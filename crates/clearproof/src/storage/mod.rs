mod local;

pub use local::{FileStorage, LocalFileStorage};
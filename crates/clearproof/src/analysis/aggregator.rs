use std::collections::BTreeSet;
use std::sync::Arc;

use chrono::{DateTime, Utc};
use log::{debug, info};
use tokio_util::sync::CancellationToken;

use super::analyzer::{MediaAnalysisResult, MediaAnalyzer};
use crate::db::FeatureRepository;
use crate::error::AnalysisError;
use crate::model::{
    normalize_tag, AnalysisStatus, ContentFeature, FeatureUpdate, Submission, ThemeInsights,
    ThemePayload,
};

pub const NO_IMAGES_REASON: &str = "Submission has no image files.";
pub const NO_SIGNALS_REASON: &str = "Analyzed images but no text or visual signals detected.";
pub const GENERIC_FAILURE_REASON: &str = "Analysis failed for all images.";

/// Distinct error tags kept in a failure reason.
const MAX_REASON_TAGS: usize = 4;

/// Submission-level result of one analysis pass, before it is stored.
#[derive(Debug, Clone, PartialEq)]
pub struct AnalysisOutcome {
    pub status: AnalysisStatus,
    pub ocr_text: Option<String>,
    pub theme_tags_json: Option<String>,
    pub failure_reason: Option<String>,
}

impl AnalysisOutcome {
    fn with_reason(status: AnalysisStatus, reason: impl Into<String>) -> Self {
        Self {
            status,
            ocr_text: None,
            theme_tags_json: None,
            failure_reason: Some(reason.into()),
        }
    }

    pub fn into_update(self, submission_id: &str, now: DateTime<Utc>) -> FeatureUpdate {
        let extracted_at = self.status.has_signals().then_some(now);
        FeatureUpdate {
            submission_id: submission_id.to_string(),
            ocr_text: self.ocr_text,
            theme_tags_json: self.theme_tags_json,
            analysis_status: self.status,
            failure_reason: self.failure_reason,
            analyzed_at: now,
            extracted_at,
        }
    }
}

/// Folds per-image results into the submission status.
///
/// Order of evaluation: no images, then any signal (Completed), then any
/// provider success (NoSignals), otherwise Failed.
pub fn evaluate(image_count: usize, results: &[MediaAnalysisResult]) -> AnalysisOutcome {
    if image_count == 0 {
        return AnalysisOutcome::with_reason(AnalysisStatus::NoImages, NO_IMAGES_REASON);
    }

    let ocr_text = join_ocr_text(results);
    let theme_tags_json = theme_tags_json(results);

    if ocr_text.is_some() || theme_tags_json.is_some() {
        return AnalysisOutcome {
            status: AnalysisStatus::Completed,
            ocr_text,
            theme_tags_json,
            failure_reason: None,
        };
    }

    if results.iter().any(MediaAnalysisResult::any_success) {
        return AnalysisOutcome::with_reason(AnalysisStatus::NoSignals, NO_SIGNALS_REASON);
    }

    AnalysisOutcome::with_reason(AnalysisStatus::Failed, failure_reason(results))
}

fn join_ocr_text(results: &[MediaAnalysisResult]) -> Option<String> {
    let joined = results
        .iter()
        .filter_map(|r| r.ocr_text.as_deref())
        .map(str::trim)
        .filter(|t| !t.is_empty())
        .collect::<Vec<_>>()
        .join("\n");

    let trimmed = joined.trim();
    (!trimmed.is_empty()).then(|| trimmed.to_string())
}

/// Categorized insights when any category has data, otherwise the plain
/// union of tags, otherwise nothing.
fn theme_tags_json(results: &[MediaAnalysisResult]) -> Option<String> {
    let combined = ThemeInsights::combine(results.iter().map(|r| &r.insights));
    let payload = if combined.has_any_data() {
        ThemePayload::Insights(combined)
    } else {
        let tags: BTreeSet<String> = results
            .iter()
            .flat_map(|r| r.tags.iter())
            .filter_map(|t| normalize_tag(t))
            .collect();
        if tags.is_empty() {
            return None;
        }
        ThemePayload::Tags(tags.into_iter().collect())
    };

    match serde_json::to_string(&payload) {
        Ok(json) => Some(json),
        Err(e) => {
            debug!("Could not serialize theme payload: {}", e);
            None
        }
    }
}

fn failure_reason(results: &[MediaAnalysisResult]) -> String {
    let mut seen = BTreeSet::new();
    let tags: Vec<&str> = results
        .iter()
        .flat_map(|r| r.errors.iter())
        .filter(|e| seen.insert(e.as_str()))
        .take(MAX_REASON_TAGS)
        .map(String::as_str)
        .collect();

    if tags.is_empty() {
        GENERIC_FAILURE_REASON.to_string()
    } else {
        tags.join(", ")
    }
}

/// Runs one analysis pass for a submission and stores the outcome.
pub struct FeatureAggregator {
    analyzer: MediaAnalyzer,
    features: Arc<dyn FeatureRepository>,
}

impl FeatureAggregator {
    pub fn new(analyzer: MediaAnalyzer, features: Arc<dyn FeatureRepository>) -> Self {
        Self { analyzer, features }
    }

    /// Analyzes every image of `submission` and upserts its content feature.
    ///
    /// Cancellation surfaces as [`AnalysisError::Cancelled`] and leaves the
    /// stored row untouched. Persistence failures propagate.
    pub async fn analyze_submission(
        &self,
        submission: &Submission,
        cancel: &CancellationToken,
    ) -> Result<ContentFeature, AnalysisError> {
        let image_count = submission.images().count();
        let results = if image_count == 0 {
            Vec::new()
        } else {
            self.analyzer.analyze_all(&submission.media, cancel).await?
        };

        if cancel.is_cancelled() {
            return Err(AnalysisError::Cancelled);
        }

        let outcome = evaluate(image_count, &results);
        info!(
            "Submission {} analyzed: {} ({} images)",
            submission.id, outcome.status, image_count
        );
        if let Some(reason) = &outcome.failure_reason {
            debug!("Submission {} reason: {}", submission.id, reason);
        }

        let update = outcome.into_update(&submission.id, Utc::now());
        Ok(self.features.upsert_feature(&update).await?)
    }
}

**Problem to solve**.
Using the records above, report each line that contains the word "NoSignals" by copying it.

**Finished exercise**.
/// provider success (NoSignals), otherwise Failed.
        return AnalysisOutcome::with_reason(AnalysisStatus::NoSignals, NO_SIGNALS_REASON);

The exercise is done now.